Regent Appointments Will Be Based On "Constitution"

Governor Martinez
LAS CRUCES – Governor Susana Martinez announced today that she has rescinded the executive order establishing a convoluted regent selection process for New Mexico’s public universities. Executive Order 2010-049 established an advisory committee process for the state’s universities, providing additional and unnecessary requirements not specified in the New Mexico Constitution. The Governor issued an executive order overturning those requirements, returning the regent selection process to the one enumerated by the State Constitution. “The New Mexico Constitution provides a sufficient process for selecting regents at our public universities and I will abide by it,” said Governor Martinez. “The advisory committee is just another symbol of big-government excesses that serve little purpose. I believe in the need for a fair regent selection process that is free of politics, but I do not find it necessary to add another layer to an already bloated bureaucracy.” Last summer, the Albuquerque Journal editorialized against the regent selection process as “one more quasi-governmental bureaucracy” that would “water down accountability.
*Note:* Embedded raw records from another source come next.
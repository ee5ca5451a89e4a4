//! Slack incoming-webhook channel

use async_trait::async_trait;
use serde::{Deserialize, Serialize};
use tracing::{debug, warn};

use super::{
    resolve_env_vars, AlertNotification, ChannelError, ChannelKind, NotificationKind, Notifier,
};
use crate::alerting::Severity;

#[derive(Debug, Clone, PartialEq, Serialize, Deserialize)]
#[serde(rename_all = "camelCase")]
pub struct SlackConfig {
    /// Incoming webhook URL; `${VAR}` references are expanded
    pub webhook_url: String,
    #[serde(default)]
    pub channel: Option<String>,
    #[serde(default)]
    pub username: Option<String>,
}

pub struct SlackNotifier {
    webhook_url: String,
    channel: Option<String>,
    username: Option<String>,
    client: reqwest::Client,
}

impl SlackNotifier {
    pub fn new(config: &SlackConfig) -> Result<Self, ChannelError> {
        Ok(Self {
            webhook_url: resolve_env_vars(&config.webhook_url)?,
            channel: config.channel.clone(),
            username: config.username.clone(),
            client: reqwest::Client::new(),
        })
    }

    fn color(notification: &AlertNotification) -> &'static str {
        if notification.kind == NotificationKind::Resolved {
            return "#2eb886";
        }
        match notification.severity {
            Severity::Info => "#3498db",
            Severity::Warning => "#f39c12",
            Severity::Critical => "#e74c3c",
        }
    }

    fn payload(&self, notification: &AlertNotification) -> SlackPayload {
        let mut fields = vec![
            SlackField::short("Job", notification.job.to_string()),
            SlackField::short("Type", notification.alert_type.to_string()),
            SlackField::short("Severity", notification.severity.to_string()),
            SlackField::short(
                "Since",
                notification.since.format("%Y-%m-%d %H:%M:%S UTC").to_string(),
            ),
        ];

        if let Some(failure) = &notification.failure {
            if let Some(run) = &failure.job_run {
                fields.push(SlackField::short("Run", run.clone()));
            }
            if let Some(code) = failure.exit_code {
                fields.push(SlackField::short("Exit code", code.to_string()));
            }
            if let Some(reason) = &failure.reason {
                fields.push(SlackField::short("Reason", reason.clone()));
            }
        }

        if let Some(suggestion) = &notification.suggestion {
            fields.push(SlackField {
                title: "Suggested fix".to_string(),
                value: suggestion.clone(),
                short: false,
            });
        }

        SlackPayload {
            channel: self.channel.clone(),
            username: self.username.clone(),
            attachments: vec![SlackAttachment {
                fallback: notification.title(),
                color: Self::color(notification).to_string(),
                title: notification.title(),
                text: notification.message.clone(),
                fields,
                footer: format!("monitor {}", notification.monitor),
                ts: notification.timestamp.timestamp(),
            }],
        }
    }
}

#[async_trait]
impl Notifier for SlackNotifier {
    async fn send(&self, notification: &AlertNotification) -> Result<(), ChannelError> {
        let payload = self.payload(notification);
        debug!(channel = "slack", alert = %notification.dedup_key(), "Sending notification");

        let response = self.client.post(&self.webhook_url).json(&payload).send().await?;
        let status = response.status();
        if status.is_success() {
            return Ok(());
        }

        let body = response.text().await.unwrap_or_default();
        warn!(channel = "slack", %status, body = %body, "Slack webhook rejected notification");
        Err(ChannelError::Status {
            status: status.as_u16(),
            body,
        })
    }

    fn kind(&self) -> ChannelKind {
        ChannelKind::Slack
    }
}

#[derive(Debug, Serialize)]
struct SlackPayload {
    #[serde(skip_serializing_if = "Option::is_none")]
    channel: Option<String>,
    #[serde(skip_serializing_if = "Option::is_none")]
    username: Option<String>,
    attachments: Vec<SlackAttachment>,
}

#[derive(Debug, Serialize)]
struct SlackAttachment {
    fallback: String,
    color: String,
    title: String,
    text: String,
    fields: Vec<SlackField>,
    footer: String,
    ts: i64,
}

#[derive(Debug, Serialize)]
struct SlackField {
    title: String,
    value: String,
    short: bool,
}

impl SlackField {
    fn short(title: &str, value: String) -> Self {
        Self {
            title: title.to_string(),
            value,
            short: true,
        }
    }
}

#[cfg(test)]
mod tests {
    use super::*;
    use chrono::Utc;
    use mockito::Matcher;

    fn notifier(url: String) -> SlackNotifier {
        SlackNotifier::new(&SlackConfig {
            webhook_url: url,
            channel: Some("#alerts".to_string()),
            username: None,
        })
        .unwrap()
    }

    #[tokio::test]
    async fn test_posts_attachment() {
        let mut server = mockito::Server::new_async().await;
        let mock = server
            .mock("POST", "/hook")
            .match_body(Matcher::AllOf(vec![
                Matcher::PartialJson(serde_json::json!({ "channel": "#alerts" })),
                Matcher::Regex("#3498db".to_string()),
            ]))
            .with_status(200)
            .with_body("ok")
            .create_async()
            .await;

        let notification = AlertNotification::test("ops", Utc::now());
        notifier(format!("{}/hook", server.url()))
            .send(&notification)
            .await
            .unwrap();
        mock.assert_async().await;
    }

    #[tokio::test]
    async fn test_error_status_is_reported() {
        let mut server = mockito::Server::new_async().await;
        let _mock = server
            .mock("POST", "/hook")
            .with_status(404)
            .with_body("no_service")
            .create_async()
            .await;

        let err = notifier(format!("{}/hook", server.url()))
            .send(&AlertNotification::test("ops", Utc::now()))
            .await
            .unwrap_err();
        assert!(matches!(err, ChannelError::Status { status: 404, .. }));
    }

    #[test]
    fn test_resolved_uses_green() {
        let mut notification = AlertNotification::test("ops", Utc::now());
        notification.kind = NotificationKind::Resolved;
        assert_eq!(SlackNotifier::color(&notification), "#2eb886");
    }
}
Last week, the University of New Mexico Faculty Senate approved a proposal that would water down that accountability by creating a committee that would recommend three names to the governor whenever a regent's position opens at UNM, New Mexico State University or New Mexico Institute of Mining and Technology…There's no question faculty and community input is a good thing...But the process should not be institutionalized by creating one more quasi-governmental bureaucracy.” (“Leave Regent Decision Up to Next Governor,” Albuquerque Journal Editorial, 8/29/10).